Matilda’s heart sank. “Blond hair, right?”
“Spot on. Pretty and blond.”
Gareth’s face flushed the color of his hair. Great, Matilda thought. Now he gets protective. “Not Ashley,” he said. “There are other blond girls.”
“She’d been drinking with someone that night,” Matilda told him. “She came walking down the hill from town with the other students and I thought she’d been with Bryan. But her attitude toward Bryan is friendly, not romantic, and he feels she’s way out of his league.”
“Stupid little. . .” sputtered Gareth. “That’s just what Emma Price did to herself, isn’t it?”
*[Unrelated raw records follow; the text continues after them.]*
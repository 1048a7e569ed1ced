//! Iterate a board until a generation repeats (fixed point or cycle) or the
//! attempt budget runs out.

use std::collections::HashSet;
use std::sync::Arc;

use crate::engine::ComputeEngine;
use crate::error::ResolutionError;
use crate::grid::Grid;
use crate::hasher::{board_hash, StateHash};
use crate::types::{DEFAULT_MAX_ALLOWED_ATTEMPTS, MIN_ALLOWED_ATTEMPTS};

#[derive(Clone, Debug, PartialEq, Eq)]
pub struct Resolution {
    /// The generation whose hash was seen for the second time
    pub final_grid: Arc<Grid>,
    pub completed: bool,
    /// Loop iteration that detected the repeat, which is also the number of
    /// steps taken from the initial grid.
    pub attempts: u32,
}

#[derive(Clone, Copy, Debug, PartialEq, Eq)]
pub struct FinalStateResolver {
    max_allowed_attempts: u32,
}

impl Default for FinalStateResolver {
    fn default() -> Self {
        Self::new(DEFAULT_MAX_ALLOWED_ATTEMPTS)
    }
}

impl FinalStateResolver {
    pub fn new(max_allowed_attempts: u32) -> Self {
        Self { max_allowed_attempts }
    }

    pub fn max_allowed_attempts(&self) -> u32 {
        self.max_allowed_attempts
    }

    pub fn check_attempts(&self, max_attempts: u32) -> Result<(), ResolutionError> {
        if !(MIN_ALLOWED_ATTEMPTS..=self.max_allowed_attempts).contains(&max_attempts) {
            return Err(ResolutionError::InvalidMaxAttempts {
                min: MIN_ALLOWED_ATTEMPTS,
                max: self.max_allowed_attempts,
            });
        }
        Ok(())
    }

    /// Each iteration hashes the current generation; a hash seen before ends
    /// the run successfully, otherwise it is recorded and the board advances.
    /// A fixed point is therefore detected one iteration after it first
    /// appears, and a period-2 oscillator two iterations after its start.
    pub fn resolve(
        &self,
        engine: &ComputeEngine,
        initial: Grid,
        max_attempts: u32,
    ) -> Result<Resolution, ResolutionError> {
        self.check_attempts(max_attempts)?;

        let mut current = Arc::new(initial);
        let mut seen: HashSet<StateHash> = HashSet::new();

        for attempt in 0..max_attempts {
            if !seen.insert(board_hash(&current)) {
                return Ok(Resolution {
                    final_grid: current,
                    completed: true,
                    attempts: attempt,
                });
            }
            current = engine.compute_next_state(&current)?;
        }

        Err(ResolutionError::NoFinalStateReached { attempts: max_attempts })
    }
}
//! Leveled logging over the canister debug log.
//!
//! Native builds (unit and integration tests) have no IC system API, so the
//! same lines go to stderr there.

use std::fmt;

#[macro_export]
macro_rules! log_info {
    ($($arg:tt)*) => {
        $crate::logging::emit("INFO", format_args!($($arg)*))
    };
}

#[macro_export]
macro_rules! log_warn {
    ($($arg:tt)*) => {
        $crate::logging::emit("WARN", format_args!($($arg)*))
    };
}

pub fn emit(level: &str, args: fmt::Arguments<'_>) {
    #[cfg(target_arch = "wasm32")]
    ic_cdk::println!("[{}] {}", level, args);

    #[cfg(not(target_arch = "wasm32"))]
    eprintln!("[{}] {}", level, args);
}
“Hardly to herself,” Matilda corrected.
Watkins’s round face settled heavily into a square. “It was Emma’s family put it about that Nick was the father. She never named names. I reckon it was Clive Adcox myself, before he went north. No matter now.”
Matild
a gave Gareth a significant look. Clapper’s testimony about Emma and Nick had been simple transference, then, removing a misdemeanor from a family member and dumping on an annoying stranger.
The flush leached from Gareth’s complexion. “What else did Nick tell you?”
“He says he never met Linda Burkett, he don’t know anything about devil-worshippers, and if he was in Corcester the night Sweeney was coshed it’s no business of mine. Since I couldn’t charge him with anything, I let him go.”
“Nothing for it,” Gareth told Watkins, and stood silent while the constable left the hotel.
“Ashley hasn’t gone overboard with Nick,” Matilda told Gareth. “Not yet.”
“How can you tell?”
“Because she’s still cherishing her romantic illusions.” Matilda left Gareth working that one out and walked back into the bar.
“. . . drugged-out criminals moving about the countryside causing trouble for the law-abiding citizen,” Reynolds was saying. “Like the berk—excuse me, Mrs. Gray—the bloke driving that bus. You could have been killed. There ought to be a law that these layabouts can only draw benefits in the town where they were born. Keep them away from us honest people, eh?”
“Like some of the travelers aren’t local people?” muttered Ashley.
Matilda, slipping back into her seat, heard her. The girl was thinking of Nick. That everyone was speaking against him probably made him all the more attractive. It’d certainly kept her from revealing their acquaintance. And, Matilda supposed, it was only fair that someone took Nick’s side.
There was the classic parental dilemma for you, whether to rush around with a safety net extended or to avert your eyes when the kid comes plummeting past.
Sweeney looked as though he smelled something bad. “If you’ll excuse me, I’m turning in. I have a busy day tomorrow.”
“Haven’t we all?” Reynolds smiled liplessly, like a snake.
Gareth returned to the table just in time to catch that smile. He shot Matilda a told-you-so glance. She started sweating again. The currents of hostility swirling about the room seemed like hot desert winds.